ESTHER SHABOT/EXCELSIOR

Por más que poseer poder político sea una droga adictiva y sumamente placentera, es dudoso que en las circunstancias actuales el nuevo presidente egipcio, Mohamed Mursi, esté disfrutando mucho de su puesto. Un somero recuento de los desafíos a los que se enfrenta, bien puede ilustrar tal situación: sigue vigente la tensión de su gobierno con la jerarquía militar que condujo el proceso de transición post Mubarak, pero que ha sido despojada por Mursi de parte importante de sus privilegios y atribuciones; se profundiza la crisis económica de Egipto, que con sus 82 millones de habitantes padece una inmensa tasa de desempleo que afecta sobre todo a su nutrido sector de jóvenes; constituye un reto cotidiano el mantenimiento del difícil equilibrio entre la ideología islamista y antioccidental característica de la Hermandad Musulmana —que es de donde provienen Mursi y la mayoría de sus operadores cercanos— y la necesidad pragmática, fruto de consideraciones económicas y geoestratégicas, de conservar una relación aceptable con Estados Unidos, la Unión Europea e incluso Israel, país con el cual Egipto firmó la paz durante la era de Sadat.

El violento ataque contra la sede diplomática estadunidense en El Cairo por parte de una turba de manifestantes indignados por el filme La inocencia de los musulmanes constituyó sin duda un episodio que mostró la difícil situación en la que se halla Mursi. Porque si bien muy probablemente él y su organización coinciden en la indignación por la blasfemia inherente a la película, por el otro lado es evidente que en aras de los intereses del país no podía darse el lujo de permanecer impasible e inactivo ante la avalancha contra la embajada.

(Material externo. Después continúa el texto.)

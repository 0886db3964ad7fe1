//! Configuration Module
//!
//! Handles loading and validating cache configuration from environment variables.

use std::env;
use std::time::Duration;

use crate::error::{CacheError, Result};

/// Default maximum number of entries before capacity eviction kicks in
pub const DEFAULT_CAPACITY_LIMIT: usize = 1;
/// Default size weight of an entry
pub const DEFAULT_ENTRY_SIZE: u64 = 1;
/// Default time-to-live in seconds
pub const DEFAULT_TTL_SECS: u64 = 30;
/// Default interval between expiry sweeps in milliseconds
pub const DEFAULT_SWEEP_INTERVAL_MS: u64 = 1000;

/// Cache configuration parameters.
///
/// All values can be configured via environment variables with sensible defaults.
#[derive(Debug, Clone, PartialEq, Eq)]
pub struct CacheConfig {
    /// Entry count at which a `put` triggers capacity eviction
    pub capacity_limit: usize,
    /// Size weight for entries without an explicit size
    pub default_entry_size: u64,
    /// TTL for entries without an explicit TTL
    pub default_ttl: Duration,
    /// How often the in-memory store sweeps expired entries
    pub sweep_interval: Duration,
}

impl CacheConfig {
    /// Creates a new CacheConfig by loading values from environment variables.
    ///
    /// # Environment Variables
    /// - `CACHE_CAPACITY_LIMIT` - Entry count limit (default: 1)
    /// - `CACHE_ENTRY_SIZE` - Default entry size weight (default: 1)
    /// - `CACHE_DEFAULT_TTL` - Default TTL in seconds (default: 30)
    /// - `CACHE_SWEEP_INTERVAL_MS` - Expiry sweep frequency in milliseconds (default: 1000)
    ///
    /// Unparsable values fall back to the defaults; range checks are left to
    /// [`CacheConfig::validate`].
    pub fn from_env() -> Self {
        Self {
            capacity_limit: env_or("CACHE_CAPACITY_LIMIT", DEFAULT_CAPACITY_LIMIT),
            default_entry_size: env_or("CACHE_ENTRY_SIZE", DEFAULT_ENTRY_SIZE),
            default_ttl: Duration::from_secs(env_or("CACHE_DEFAULT_TTL", DEFAULT_TTL_SECS)),
            sweep_interval: Duration::from_millis(env_or(
                "CACHE_SWEEP_INTERVAL_MS",
                DEFAULT_SWEEP_INTERVAL_MS,
            )),
        }
    }

    /// Sets the capacity limit.
    pub fn with_capacity_limit(mut self, capacity_limit: usize) -> Self {
        self.capacity_limit = capacity_limit;
        self
    }

    /// Sets the default TTL.
    pub fn with_default_ttl(mut self, ttl: Duration) -> Self {
        self.default_ttl = ttl;
        self
    }

    /// Sets the sweep interval of the in-memory store.
    pub fn with_sweep_interval(mut self, interval: Duration) -> Self {
        self.sweep_interval = interval;
        self
    }

    /// Rejects out-of-range values instead of clamping them.
    pub fn validate(&self) -> Result<()> {
        validate_capacity_limit(self.capacity_limit)?;
        validate_entry_size(self.default_entry_size)?;
        validate_ttl(self.default_ttl)?;
        if self.sweep_interval.is_zero() {
            return Err(CacheError::InvalidConfig(
                "sweep interval must be greater than zero".to_string(),
            ));
        }
        Ok(())
    }
}

impl Default for CacheConfig {
    fn default() -> Self {
        Self {
            capacity_limit: DEFAULT_CAPACITY_LIMIT,
            default_entry_size: DEFAULT_ENTRY_SIZE,
            default_ttl: Duration::from_secs(DEFAULT_TTL_SECS),
            sweep_interval: Duration::from_millis(DEFAULT_SWEEP_INTERVAL_MS),
        }
    }
}

pub(crate) fn validate_capacity_limit(limit: usize) -> Result<()> {
    if limit < 1 {
        return Err(CacheError::InvalidConfig(format!(
            "capacity limit must be at least 1, got {}",
            limit
        )));
    }
    Ok(())
}

pub(crate) fn validate_entry_size(size: u64) -> Result<()> {
    if size == 0 {
        return Err(CacheError::InvalidConfig(
            "entry size weight must be positive".to_string(),
        ));
    }
    Ok(())
}

pub(crate) fn validate_ttl(ttl: Duration) -> Result<()> {
    if ttl.is_zero() {
        return Err(CacheError::InvalidConfig(
            "ttl must be greater than zero".to_string(),
        ));
    }
    Ok(())
}

fn env_or<T: std::str::FromStr>(name: &str, default: T) -> T {
    env::var(name)
        .ok()
        .and_then(|v| v.parse().ok())
        .unwrap_or(default)
}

Y otra área que representa sin duda una “papa caliente” para el régimen de Mursi es la situación en la Península del Sinaí. Ésta fue devuelta a Egipto por Israel a principios de los 80 —como parte de los acuerdos de paz firmados en 1979— y desde entonces los líderes de las tribus beduinas ahí residentes comenzaron a expandir su autoridad en la región. Mubarak consiguió un relativo control sobre ellos, pero a partir del derrocamiento de éste, la zona se vio envuelta en un caos en el que desaparecieron la ley y el orden. Cerca de 23 mil presos que escaparon de diversos penales durante las revueltas se refugiaron entre los beduinos, generando ahí focos de delincuencia múltiples. Por ejemplo, en la ciudad de El Arish, residentes locales han estado atacando constantemente estaciones policiacas, al tiempo que han florecido células jihadistas incrustadas en los poblados beduinos e interesadas en aprovechar la anarquía reinante en la zona para sus fines. El caso más sonado fue el del 9 de agosto pasado cuando jihadistas atacaron una base militar egipcia en el Sinaí, matando a 16 soldados egipcios y robando dos vehículos armados con los que intentaron cruzar hacia Israel, donde fueron neutralizados por el ejército de ese país.

Situaciones como la anteriormente relatada son las que han causado una insólita, aunque discreta, colaboración entre el gobierno de Mursi y el israelí: con la aprobación de éste último, Egipto lanzó ataques con helicópteros contra blancos jihadistas en El Arish y otras áreas cercanas, además de que, modificando términos del acuerdo de paz entre Israel y Egipto, éste aumentó con la anuencia israelí su presencia militar en la península. Ambos gobiernos comparten el interés por restaurar el orden en la zona en vista de la amenaza que significan las bandas jihadistas y criminales para los dos países, situación que está obligando a un acercamiento entre la Hermandad Musulmana de Mursi y el gobierno de Jerusalén. Ésta es, sin duda, una situación extraña y paradójica, ideológicamente hablando, pero necesaria de acuerdo con las necesidades de seguridad y estabilidad de las dos partes. Mursi está obligado, así, a seguirla haciendo de hábil equilibrista para lograr sortear las numerosas minas subyacentes en los terrenos que pisa.